:: PROBLEM ::
Copy out each line of the material in which the word "KeychainStore" appears.

:: MATERIAL SHOWN ::
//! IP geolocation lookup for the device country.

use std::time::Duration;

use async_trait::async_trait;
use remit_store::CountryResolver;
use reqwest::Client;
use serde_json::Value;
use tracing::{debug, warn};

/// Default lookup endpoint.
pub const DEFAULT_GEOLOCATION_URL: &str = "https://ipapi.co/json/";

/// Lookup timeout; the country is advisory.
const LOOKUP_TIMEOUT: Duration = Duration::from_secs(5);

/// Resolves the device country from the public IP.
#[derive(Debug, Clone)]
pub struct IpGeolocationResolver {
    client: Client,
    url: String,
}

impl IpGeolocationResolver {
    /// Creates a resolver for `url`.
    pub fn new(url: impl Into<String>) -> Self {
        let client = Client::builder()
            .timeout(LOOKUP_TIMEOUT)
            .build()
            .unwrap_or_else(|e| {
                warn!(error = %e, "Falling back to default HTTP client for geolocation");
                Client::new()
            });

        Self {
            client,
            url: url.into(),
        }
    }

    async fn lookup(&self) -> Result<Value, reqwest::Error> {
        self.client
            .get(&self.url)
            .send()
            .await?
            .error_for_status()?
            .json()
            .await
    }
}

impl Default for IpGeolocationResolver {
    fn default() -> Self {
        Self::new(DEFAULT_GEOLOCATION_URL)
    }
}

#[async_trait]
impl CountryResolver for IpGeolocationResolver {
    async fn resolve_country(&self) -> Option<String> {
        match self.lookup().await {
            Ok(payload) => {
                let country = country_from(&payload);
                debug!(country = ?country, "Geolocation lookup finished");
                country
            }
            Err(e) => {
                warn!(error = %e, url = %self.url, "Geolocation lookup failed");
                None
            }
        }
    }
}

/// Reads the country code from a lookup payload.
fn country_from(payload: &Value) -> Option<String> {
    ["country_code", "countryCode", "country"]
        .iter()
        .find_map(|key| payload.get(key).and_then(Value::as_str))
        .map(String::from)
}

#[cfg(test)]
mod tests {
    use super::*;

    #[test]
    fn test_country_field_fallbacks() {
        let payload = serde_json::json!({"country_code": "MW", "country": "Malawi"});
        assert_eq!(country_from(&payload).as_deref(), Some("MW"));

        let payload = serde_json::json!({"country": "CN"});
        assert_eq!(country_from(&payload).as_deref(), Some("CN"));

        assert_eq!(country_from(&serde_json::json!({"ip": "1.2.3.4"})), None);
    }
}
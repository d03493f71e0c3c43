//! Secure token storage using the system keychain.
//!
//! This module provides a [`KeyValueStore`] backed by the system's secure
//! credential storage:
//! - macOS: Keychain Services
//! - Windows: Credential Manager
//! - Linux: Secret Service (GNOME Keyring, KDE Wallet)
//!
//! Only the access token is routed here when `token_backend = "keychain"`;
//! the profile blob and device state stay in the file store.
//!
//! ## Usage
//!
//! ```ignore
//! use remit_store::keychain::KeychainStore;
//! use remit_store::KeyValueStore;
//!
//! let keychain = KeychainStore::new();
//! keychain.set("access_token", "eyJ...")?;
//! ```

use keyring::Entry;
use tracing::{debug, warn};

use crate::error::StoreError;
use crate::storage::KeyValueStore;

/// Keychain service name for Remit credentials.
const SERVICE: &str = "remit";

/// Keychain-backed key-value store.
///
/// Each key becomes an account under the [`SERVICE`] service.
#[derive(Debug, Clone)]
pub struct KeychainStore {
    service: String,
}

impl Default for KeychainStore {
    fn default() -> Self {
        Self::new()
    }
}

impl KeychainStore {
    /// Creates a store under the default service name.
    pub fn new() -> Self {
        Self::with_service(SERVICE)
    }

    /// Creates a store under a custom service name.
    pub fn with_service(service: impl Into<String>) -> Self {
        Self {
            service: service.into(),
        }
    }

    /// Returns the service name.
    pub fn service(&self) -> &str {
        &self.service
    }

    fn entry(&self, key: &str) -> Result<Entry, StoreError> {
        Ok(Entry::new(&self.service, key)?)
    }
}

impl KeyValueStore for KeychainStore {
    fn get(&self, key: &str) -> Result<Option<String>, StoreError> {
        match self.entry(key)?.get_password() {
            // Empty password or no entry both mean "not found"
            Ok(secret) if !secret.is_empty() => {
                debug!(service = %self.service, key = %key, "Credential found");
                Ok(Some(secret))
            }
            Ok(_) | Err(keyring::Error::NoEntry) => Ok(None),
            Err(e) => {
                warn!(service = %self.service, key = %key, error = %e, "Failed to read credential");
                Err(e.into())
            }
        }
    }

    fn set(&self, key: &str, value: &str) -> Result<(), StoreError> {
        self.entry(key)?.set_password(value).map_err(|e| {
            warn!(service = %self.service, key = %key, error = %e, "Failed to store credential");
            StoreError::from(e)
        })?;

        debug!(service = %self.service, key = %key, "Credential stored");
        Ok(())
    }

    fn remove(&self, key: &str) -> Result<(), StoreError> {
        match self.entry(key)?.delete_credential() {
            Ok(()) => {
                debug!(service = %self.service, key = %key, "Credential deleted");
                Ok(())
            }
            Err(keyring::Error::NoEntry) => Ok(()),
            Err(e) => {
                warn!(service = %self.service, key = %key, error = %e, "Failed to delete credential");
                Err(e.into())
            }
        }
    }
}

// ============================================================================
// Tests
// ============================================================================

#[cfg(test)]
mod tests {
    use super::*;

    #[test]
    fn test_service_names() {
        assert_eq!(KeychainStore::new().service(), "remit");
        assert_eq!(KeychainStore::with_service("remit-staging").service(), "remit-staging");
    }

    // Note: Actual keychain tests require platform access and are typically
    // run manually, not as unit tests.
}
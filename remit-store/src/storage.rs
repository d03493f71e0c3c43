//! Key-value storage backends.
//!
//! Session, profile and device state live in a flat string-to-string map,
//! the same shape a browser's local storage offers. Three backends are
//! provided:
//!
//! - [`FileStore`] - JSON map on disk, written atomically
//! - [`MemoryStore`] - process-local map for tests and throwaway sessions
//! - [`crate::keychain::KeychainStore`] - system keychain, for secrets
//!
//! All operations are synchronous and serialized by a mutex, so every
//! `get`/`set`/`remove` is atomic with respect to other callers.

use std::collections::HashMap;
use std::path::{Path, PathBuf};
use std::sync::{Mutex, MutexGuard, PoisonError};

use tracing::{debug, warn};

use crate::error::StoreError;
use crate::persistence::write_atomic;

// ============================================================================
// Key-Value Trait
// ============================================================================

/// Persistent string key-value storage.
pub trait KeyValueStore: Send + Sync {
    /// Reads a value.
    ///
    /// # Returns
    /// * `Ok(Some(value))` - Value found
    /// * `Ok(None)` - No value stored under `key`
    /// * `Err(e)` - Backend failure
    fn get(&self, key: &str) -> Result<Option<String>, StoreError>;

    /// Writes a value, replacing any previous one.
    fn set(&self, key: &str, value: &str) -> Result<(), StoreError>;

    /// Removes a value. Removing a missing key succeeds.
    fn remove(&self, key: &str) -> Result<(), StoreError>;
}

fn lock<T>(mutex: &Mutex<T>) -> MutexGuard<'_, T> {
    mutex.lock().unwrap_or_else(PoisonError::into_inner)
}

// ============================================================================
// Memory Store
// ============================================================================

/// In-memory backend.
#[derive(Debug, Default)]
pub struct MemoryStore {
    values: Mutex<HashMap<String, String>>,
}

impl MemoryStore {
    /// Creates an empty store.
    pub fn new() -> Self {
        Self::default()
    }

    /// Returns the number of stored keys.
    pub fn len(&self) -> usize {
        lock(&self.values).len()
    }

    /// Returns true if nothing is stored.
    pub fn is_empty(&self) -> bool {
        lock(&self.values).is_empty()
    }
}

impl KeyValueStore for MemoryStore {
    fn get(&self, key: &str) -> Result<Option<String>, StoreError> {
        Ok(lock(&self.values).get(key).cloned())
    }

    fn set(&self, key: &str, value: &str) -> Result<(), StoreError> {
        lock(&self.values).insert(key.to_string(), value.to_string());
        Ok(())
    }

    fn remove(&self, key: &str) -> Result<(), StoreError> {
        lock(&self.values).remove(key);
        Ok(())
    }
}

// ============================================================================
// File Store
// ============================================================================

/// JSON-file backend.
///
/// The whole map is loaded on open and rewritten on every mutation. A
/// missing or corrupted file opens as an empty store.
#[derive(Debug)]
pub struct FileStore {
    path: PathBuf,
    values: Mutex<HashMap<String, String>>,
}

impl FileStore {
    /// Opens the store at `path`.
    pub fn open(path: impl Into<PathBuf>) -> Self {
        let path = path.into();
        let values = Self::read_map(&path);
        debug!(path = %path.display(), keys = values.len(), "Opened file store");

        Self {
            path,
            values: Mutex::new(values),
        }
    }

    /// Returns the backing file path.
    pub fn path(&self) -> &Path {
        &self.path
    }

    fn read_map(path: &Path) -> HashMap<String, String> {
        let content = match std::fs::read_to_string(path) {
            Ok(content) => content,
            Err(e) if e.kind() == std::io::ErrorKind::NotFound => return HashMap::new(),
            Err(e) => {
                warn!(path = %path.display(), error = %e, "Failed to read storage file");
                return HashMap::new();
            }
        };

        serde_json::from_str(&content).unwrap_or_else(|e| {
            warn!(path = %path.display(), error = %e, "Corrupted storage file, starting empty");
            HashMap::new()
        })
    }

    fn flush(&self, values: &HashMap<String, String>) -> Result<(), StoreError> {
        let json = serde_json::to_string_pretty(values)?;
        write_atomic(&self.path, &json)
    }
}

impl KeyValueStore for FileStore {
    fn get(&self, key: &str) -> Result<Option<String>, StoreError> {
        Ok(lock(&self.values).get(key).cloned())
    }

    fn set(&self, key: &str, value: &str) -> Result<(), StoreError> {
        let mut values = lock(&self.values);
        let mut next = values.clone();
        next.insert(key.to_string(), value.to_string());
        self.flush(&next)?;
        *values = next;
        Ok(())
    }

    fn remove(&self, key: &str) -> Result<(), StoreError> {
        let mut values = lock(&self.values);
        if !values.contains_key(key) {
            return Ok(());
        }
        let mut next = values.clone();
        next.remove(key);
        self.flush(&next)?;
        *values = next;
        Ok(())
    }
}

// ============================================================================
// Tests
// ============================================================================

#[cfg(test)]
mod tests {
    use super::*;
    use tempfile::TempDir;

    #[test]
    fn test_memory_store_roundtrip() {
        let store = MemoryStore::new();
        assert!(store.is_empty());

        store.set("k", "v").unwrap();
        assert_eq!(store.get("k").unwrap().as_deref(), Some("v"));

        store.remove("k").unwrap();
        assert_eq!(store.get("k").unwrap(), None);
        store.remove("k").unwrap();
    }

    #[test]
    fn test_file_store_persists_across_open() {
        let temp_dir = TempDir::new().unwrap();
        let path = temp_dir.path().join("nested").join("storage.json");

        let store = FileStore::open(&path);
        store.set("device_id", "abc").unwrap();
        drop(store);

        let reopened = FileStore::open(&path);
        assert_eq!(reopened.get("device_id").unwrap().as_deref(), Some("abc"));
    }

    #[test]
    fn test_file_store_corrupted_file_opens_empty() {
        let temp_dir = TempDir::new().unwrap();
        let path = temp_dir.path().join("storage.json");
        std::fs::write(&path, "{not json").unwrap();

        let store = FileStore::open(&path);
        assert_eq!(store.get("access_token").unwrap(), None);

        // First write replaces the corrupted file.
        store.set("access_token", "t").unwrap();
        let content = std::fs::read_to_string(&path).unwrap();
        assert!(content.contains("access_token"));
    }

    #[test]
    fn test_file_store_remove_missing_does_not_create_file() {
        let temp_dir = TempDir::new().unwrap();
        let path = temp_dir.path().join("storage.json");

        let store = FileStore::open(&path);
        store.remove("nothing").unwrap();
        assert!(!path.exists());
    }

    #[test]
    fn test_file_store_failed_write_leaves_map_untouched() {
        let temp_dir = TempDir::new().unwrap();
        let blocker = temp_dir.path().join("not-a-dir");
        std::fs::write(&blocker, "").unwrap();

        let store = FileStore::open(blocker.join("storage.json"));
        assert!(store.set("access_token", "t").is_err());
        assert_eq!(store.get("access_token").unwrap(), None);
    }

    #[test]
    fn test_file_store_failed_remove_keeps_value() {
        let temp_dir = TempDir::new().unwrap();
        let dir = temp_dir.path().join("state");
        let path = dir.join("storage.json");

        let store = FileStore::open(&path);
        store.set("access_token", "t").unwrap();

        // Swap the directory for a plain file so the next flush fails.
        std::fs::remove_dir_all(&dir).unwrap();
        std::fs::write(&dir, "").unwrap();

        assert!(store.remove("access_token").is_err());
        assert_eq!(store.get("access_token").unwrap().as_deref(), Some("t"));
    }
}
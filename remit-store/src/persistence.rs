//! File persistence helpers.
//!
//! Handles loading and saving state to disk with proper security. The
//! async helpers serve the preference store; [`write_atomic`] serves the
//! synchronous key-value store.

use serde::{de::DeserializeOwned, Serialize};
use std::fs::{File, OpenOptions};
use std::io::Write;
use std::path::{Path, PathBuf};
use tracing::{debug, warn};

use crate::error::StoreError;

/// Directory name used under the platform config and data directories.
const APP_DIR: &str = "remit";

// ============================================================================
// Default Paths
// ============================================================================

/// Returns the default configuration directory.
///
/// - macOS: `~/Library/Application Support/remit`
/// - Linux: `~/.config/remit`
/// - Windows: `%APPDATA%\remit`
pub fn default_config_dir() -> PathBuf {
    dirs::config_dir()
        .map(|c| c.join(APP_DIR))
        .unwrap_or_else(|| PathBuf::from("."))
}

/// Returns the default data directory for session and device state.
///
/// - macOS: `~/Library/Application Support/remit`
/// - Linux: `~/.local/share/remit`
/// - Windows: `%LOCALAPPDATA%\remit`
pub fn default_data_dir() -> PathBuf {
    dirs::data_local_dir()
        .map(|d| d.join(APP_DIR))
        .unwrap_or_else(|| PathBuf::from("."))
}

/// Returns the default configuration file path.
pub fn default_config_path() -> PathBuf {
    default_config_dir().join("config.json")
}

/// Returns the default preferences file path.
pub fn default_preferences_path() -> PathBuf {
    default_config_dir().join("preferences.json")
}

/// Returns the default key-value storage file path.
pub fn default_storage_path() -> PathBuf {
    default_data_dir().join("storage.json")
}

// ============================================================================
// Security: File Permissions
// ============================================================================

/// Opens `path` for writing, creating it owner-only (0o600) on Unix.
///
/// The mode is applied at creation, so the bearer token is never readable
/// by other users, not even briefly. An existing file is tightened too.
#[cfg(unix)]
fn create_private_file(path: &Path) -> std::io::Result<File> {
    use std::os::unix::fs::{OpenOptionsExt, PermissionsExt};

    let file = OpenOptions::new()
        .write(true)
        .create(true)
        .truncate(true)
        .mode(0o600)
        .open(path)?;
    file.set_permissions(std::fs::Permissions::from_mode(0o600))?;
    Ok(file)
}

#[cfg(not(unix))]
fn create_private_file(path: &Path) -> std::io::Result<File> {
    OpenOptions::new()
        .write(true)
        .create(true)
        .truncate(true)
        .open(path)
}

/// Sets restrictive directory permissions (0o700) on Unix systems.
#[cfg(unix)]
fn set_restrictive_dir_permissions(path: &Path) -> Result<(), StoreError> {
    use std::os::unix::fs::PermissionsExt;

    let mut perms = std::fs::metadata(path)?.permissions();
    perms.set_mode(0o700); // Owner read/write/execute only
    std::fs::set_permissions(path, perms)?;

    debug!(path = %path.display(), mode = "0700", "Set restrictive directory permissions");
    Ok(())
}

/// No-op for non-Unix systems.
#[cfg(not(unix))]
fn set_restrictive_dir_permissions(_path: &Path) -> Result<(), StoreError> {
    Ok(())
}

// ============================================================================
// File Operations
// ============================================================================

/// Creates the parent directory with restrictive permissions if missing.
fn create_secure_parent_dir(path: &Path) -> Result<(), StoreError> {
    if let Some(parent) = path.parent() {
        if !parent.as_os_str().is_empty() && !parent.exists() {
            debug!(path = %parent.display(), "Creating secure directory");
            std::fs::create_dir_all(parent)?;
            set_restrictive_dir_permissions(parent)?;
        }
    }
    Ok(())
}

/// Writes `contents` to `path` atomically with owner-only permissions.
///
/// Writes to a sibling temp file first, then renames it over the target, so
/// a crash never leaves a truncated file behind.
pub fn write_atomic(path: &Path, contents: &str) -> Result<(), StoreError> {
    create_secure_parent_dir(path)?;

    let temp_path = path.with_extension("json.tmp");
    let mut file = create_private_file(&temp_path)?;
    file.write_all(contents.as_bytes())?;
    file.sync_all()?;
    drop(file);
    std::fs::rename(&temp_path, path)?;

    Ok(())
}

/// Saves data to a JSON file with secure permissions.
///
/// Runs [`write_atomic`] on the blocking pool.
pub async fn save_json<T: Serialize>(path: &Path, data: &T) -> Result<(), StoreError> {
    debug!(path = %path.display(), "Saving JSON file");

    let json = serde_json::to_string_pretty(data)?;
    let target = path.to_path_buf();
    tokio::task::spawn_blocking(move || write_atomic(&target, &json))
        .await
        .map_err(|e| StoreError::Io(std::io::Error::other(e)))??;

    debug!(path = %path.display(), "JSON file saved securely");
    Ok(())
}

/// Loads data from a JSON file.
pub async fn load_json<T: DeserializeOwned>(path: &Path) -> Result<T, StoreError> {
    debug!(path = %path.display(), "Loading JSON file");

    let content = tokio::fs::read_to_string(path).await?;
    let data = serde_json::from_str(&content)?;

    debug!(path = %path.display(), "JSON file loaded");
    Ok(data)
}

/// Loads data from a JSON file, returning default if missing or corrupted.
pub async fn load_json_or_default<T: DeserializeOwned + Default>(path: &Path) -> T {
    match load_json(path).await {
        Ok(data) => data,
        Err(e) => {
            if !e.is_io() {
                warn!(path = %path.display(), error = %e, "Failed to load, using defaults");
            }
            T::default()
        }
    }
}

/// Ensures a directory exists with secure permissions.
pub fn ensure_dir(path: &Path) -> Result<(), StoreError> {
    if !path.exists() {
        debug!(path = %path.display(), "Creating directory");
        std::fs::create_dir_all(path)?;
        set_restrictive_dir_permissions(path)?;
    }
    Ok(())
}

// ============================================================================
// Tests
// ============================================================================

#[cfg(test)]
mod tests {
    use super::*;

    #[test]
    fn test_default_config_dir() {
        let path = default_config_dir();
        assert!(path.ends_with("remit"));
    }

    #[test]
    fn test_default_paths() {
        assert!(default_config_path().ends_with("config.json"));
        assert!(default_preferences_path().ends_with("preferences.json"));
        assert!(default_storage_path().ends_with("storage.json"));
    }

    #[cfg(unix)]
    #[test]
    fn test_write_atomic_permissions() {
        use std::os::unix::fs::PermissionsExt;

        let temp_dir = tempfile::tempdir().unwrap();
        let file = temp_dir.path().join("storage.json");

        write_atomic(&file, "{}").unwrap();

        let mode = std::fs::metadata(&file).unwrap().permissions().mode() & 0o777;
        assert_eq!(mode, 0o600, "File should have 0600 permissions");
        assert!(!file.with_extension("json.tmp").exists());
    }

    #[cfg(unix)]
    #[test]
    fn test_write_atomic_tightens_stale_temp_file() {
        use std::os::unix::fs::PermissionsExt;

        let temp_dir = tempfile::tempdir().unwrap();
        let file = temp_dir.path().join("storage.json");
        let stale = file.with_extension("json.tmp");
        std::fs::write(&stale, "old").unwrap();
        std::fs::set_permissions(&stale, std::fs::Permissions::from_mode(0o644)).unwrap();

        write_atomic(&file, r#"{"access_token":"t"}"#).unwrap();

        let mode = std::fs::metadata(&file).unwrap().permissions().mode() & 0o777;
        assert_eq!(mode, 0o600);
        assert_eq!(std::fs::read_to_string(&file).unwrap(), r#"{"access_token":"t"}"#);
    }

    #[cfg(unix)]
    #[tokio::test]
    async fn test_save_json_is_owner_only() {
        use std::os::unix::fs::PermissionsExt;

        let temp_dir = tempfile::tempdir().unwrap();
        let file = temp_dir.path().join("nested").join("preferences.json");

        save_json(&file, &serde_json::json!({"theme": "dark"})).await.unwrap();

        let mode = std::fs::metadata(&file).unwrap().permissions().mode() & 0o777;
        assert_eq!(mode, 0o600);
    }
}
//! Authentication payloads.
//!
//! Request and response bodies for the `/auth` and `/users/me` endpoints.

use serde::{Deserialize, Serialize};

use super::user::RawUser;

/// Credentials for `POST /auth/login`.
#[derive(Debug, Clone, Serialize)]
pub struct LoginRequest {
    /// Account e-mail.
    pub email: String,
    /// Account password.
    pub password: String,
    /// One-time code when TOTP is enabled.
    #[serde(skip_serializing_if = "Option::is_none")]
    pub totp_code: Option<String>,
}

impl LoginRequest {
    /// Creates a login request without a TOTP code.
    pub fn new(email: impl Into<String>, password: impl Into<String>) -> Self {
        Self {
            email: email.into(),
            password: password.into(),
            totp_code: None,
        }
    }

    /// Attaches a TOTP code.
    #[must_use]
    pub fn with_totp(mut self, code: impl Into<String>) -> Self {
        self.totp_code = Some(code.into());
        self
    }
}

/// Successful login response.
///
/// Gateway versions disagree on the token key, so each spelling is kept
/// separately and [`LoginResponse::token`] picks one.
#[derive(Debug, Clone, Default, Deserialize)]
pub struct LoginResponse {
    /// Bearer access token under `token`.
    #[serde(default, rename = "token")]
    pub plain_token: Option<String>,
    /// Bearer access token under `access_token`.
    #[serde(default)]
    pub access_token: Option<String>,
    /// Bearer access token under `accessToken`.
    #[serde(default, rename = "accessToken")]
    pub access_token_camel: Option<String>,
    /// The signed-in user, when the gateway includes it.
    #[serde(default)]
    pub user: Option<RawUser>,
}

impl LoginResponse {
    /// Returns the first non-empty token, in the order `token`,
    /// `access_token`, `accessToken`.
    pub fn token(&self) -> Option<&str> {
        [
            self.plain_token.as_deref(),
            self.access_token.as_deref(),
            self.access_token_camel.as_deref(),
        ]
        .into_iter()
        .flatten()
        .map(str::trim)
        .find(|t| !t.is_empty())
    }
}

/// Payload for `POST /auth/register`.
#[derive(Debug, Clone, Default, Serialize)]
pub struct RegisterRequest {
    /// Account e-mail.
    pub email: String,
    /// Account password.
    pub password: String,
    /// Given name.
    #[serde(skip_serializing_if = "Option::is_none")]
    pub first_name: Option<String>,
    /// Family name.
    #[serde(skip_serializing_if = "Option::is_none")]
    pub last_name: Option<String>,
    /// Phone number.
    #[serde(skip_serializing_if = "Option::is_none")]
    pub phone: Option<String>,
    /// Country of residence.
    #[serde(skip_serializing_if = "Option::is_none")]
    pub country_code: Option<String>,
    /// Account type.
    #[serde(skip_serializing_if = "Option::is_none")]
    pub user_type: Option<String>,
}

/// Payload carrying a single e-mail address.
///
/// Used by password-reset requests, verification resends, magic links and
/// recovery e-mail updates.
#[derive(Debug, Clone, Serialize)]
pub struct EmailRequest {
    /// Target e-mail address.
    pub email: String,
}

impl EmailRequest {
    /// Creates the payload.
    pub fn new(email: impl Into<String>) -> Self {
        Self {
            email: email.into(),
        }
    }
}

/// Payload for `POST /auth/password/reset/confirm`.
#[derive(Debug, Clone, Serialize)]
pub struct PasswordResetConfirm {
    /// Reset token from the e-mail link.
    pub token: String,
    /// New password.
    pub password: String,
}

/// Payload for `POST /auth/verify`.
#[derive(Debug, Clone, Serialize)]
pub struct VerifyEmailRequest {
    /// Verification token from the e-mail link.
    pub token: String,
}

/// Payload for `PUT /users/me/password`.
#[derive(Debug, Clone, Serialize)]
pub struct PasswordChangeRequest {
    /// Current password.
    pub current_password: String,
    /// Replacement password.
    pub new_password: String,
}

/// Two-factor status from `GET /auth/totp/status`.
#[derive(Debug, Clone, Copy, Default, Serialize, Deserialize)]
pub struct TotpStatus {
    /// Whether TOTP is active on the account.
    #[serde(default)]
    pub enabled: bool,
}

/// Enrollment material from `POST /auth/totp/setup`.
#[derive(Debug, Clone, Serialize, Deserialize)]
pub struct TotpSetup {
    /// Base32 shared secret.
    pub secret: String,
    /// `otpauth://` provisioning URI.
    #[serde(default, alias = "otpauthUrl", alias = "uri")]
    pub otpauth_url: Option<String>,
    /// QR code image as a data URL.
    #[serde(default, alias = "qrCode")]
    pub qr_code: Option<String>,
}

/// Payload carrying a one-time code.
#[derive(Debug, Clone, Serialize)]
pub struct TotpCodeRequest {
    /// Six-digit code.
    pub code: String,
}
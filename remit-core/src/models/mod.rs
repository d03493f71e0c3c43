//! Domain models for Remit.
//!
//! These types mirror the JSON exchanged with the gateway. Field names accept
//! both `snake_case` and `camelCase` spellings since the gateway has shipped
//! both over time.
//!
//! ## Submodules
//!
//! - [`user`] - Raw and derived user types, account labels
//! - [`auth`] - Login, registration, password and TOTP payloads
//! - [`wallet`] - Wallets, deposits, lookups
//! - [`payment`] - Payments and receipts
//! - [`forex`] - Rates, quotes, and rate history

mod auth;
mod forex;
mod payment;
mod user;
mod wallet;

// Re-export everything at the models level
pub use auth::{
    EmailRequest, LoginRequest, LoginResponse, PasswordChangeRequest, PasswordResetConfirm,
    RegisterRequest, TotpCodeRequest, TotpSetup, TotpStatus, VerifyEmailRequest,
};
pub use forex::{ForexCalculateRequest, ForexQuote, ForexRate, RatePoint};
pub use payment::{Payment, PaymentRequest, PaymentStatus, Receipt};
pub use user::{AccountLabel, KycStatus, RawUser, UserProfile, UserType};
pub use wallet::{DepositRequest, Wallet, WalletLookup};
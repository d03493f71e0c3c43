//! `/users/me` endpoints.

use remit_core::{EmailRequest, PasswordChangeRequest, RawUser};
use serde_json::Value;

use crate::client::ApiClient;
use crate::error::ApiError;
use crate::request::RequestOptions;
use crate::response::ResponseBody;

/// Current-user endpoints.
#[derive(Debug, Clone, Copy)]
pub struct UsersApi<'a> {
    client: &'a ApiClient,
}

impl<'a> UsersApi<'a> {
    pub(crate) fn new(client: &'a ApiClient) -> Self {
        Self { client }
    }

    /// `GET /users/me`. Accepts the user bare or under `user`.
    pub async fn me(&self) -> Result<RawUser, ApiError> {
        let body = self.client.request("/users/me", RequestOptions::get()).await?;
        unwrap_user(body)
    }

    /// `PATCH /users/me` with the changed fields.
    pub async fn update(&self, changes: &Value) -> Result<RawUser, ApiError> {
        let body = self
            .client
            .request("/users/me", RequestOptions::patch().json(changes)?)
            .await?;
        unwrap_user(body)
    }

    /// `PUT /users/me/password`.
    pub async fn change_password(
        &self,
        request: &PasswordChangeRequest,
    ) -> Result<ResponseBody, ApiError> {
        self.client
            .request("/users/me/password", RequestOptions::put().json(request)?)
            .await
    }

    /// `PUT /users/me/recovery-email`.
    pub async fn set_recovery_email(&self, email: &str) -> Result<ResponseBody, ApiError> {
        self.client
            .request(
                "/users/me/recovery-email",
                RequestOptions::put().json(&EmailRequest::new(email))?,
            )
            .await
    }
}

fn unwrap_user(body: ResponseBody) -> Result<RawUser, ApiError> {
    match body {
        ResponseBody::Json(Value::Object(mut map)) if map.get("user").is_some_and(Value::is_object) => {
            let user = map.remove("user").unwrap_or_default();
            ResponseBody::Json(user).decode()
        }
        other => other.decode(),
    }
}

:: PROBLEM SOLUTION ::
//! use remit_store::keychain::KeychainStore;
//! let keychain = KeychainStore::new();
pub struct KeychainStore {
impl Default for KeychainStore {
impl KeychainStore {
impl KeyValueStore for KeychainStore {
        assert_eq!(KeychainStore::new().service(), "remit");
        assert_eq!(KeychainStore::with_service("remit-staging").service(), "remit-staging");
//! - [`crate::keychain::KeychainStore`] - system keychain, for secrets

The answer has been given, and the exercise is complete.